■ Provided entries:
------------------------------------
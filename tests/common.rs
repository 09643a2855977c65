#![allow(dead_code)]
use assert_cmd::{Command, cargo_bin_cmd};
use std::env;
use std::fs;
use std::path::PathBuf;

pub fn rp() -> Command {
    cargo_bin_cmd!("rpickup")
}

/// Create a unique test DB path inside the system temp dir and remove any existing file
pub fn setup_test_db(name: &str) -> String {
    let mut path: PathBuf = env::temp_dir();
    path.push(format!("{}_rpickup.sqlite", name));
    let db_path = path.to_string_lossy().to_string();
    fs::remove_file(&db_path).ok();
    db_path
}

/// Create a temporary output file path inside tempdir and ensure it's removed
pub fn temp_out(name: &str, ext: &str) -> String {
    let mut path: PathBuf = env::temp_dir();
    path.push(format!("{}_out.{}", name, ext));
    let p = path.to_string_lossy().to_string();
    fs::remove_file(&p).ok();
    p
}

pub fn init_db(db_path: &str) {
    rp().args(["--db", db_path, "--test", "init"])
        .assert()
        .success();
}

pub fn add_student(db_path: &str, id: &str, name: &str, parent_email: &str) {
    rp().args([
        "--db",
        db_path,
        "student",
        "add",
        "--id",
        id,
        "--name",
        name,
        "--class",
        "3A",
        "--parent-name",
        "Marco Rossi",
        "--parent-contact",
        "+39 333 000111",
        "--parent-email",
        parent_email,
        "--parent-address",
        "Via Roma 1",
    ])
    .assert()
    .success();
}

/// Fresh database holding STD001 (Ana Rossi, parent marco@example.org)
pub fn init_db_with_student(name: &str) -> String {
    let db_path = setup_test_db(name);
    init_db(&db_path);
    add_student(&db_path, "STD001", "Ana Rossi", "marco@example.org");
    db_path
}

pub fn count_rows(db_path: &str, table: &str) -> i64 {
    let conn = rusqlite::Connection::open(db_path).expect("open db");
    conn.query_row(&format!("SELECT COUNT(*) FROM {table}"), [], |row| {
        row.get(0)
    })
    .expect("count rows")
}

pub fn directions(db_path: &str, student: &str) -> Vec<String> {
    let conn = rusqlite::Connection::open(db_path).expect("open db");
    let mut stmt = conn
        .prepare("SELECT direction FROM attendance WHERE student_id = ?1 ORDER BY id")
        .expect("prepare");
    stmt.query_map([student], |row| row.get(0))
        .expect("query")
        .map(|r| r.expect("row"))
        .collect()
}
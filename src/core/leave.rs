use crate::db::leaves::{find_leave, insert_leave, latest_by_roll, load_leaves, set_status};
use crate::db::log::ttlog_soft;
use crate::db::pool::DbPool;
use crate::errors::{AppError, AppResult};
use crate::models::leave::{LeaveApplication, LeaveStatus};
use crate::db::ts_to_db;
use chrono::{NaiveDate, Utc};

pub struct LeaveLogic;

impl LeaveLogic {
    /// Submit an application; it starts as `Pending`.
    pub fn submit(
        pool: &DbPool,
        student_name: &str,
        student_class: &str,
        roll: &str,
        reason: &str,
        from: NaiveDate,
        to: NaiveDate,
    ) -> AppResult<LeaveApplication> {
        for (value, field) in [
            (student_name, "student name"),
            (student_class, "class"),
            (roll, "roll"),
            (reason, "reason"),
        ] {
            if value.trim().is_empty() {
                return Err(AppError::MissingField(field));
            }
        }

        if to < from {
            return Err(AppError::InvalidLeaveRange(format!("{} ➝ {}", from, to)));
        }

        let mut leave = LeaveApplication {
            id: 0,
            student_name: student_name.trim().to_string(),
            student_class: student_class.trim().to_string(),
            roll: roll.trim().to_string(),
            reason: reason.trim().to_string(),
            from_date: from,
            to_date: to,
            status: LeaveStatus::Pending,
            created_at: ts_to_db(&Utc::now()),
        };
        leave.id = insert_leave(&pool.conn, &leave)?;

        ttlog_soft(
            &pool.conn,
            "leave_add",
            &leave.roll,
            &format!("Leave requested {} ➝ {}", from, to),
        );
        Ok(leave)
    }

    pub fn list(pool: &DbPool, pending_only: bool) -> AppResult<Vec<LeaveApplication>> {
        load_leaves(&pool.conn, pending_only)
    }

    /// Approve or disapprove a pending application.
    pub fn decide(pool: &DbPool, id: i64, status: LeaveStatus) -> AppResult<LeaveApplication> {
        let mut leave = find_leave(&pool.conn, id)?.ok_or(AppError::LeaveNotFound(id))?;

        if leave.status != LeaveStatus::Pending {
            return Err(AppError::LeaveAlreadyDecided {
                id,
                status: leave.status.to_string(),
            });
        }

        set_status(&pool.conn, id, status)?;
        leave.status = status;

        ttlog_soft(
            &pool.conn,
            "leave_decide",
            &leave.roll,
            &format!("Leave #{} {}", id, status),
        );
        Ok(leave)
    }

    /// Latest application for a roll number, if any.
    pub fn status(pool: &DbPool, roll: &str) -> AppResult<Option<LeaveApplication>> {
        latest_by_roll(&pool.conn, roll.trim())
    }
}
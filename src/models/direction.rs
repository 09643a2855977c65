use crate::errors::{AppError, AppResult};
use serde::{Deserialize, Serialize};
use std::fmt;

/// Semantic state of an attendance event.
#[derive(Debug, Clone, Copy, Serialize, Deserialize, PartialEq, Eq, Hash)]
#[serde(rename_all = "UPPERCASE")]
pub enum Direction {
    In,
    Out,
}

impl Direction {
    /// Convert enum → DB string
    pub fn to_db_str(&self) -> &'static str {
        match self {
            Direction::In => "IN",
            Direction::Out => "OUT",
        }
    }

    /// Convert DB string → enum
    pub fn from_db_str(s: &str) -> Option<Self> {
        match s {
            "IN" => Some(Direction::In),
            "OUT" => Some(Direction::Out),
            _ => None,
        }
    }

    /// Lenient parser for user input ("in", "Out", ...).
    pub fn parse(s: &str) -> AppResult<Self> {
        Self::from_db_str(&s.trim().to_uppercase())
            .ok_or_else(|| AppError::InvalidDirection(s.to_string()))
    }

    pub fn opposite(&self) -> Self {
        match self {
            Direction::In => Direction::Out,
            Direction::Out => Direction::In,
        }
    }

    pub fn is_in(&self) -> bool {
        matches!(self, Direction::In)
    }
}

impl fmt::Display for Direction {
    fn fmt(&self, f: &mut fmt::Formatter<'_>) -> fmt::Result {
        f.write_str(self.to_db_str())
    }
}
------------------------------------
■ Assignment:
Take every line from the records that holds "SELECT" and copy it down.

■ Response to this exercise:
    conn.query_row(&format!("SELECT COUNT(*) FROM {table}"), [], |row| {
        .prepare("SELECT direction FROM attendance WHERE student_id = ?1 ORDER BY id")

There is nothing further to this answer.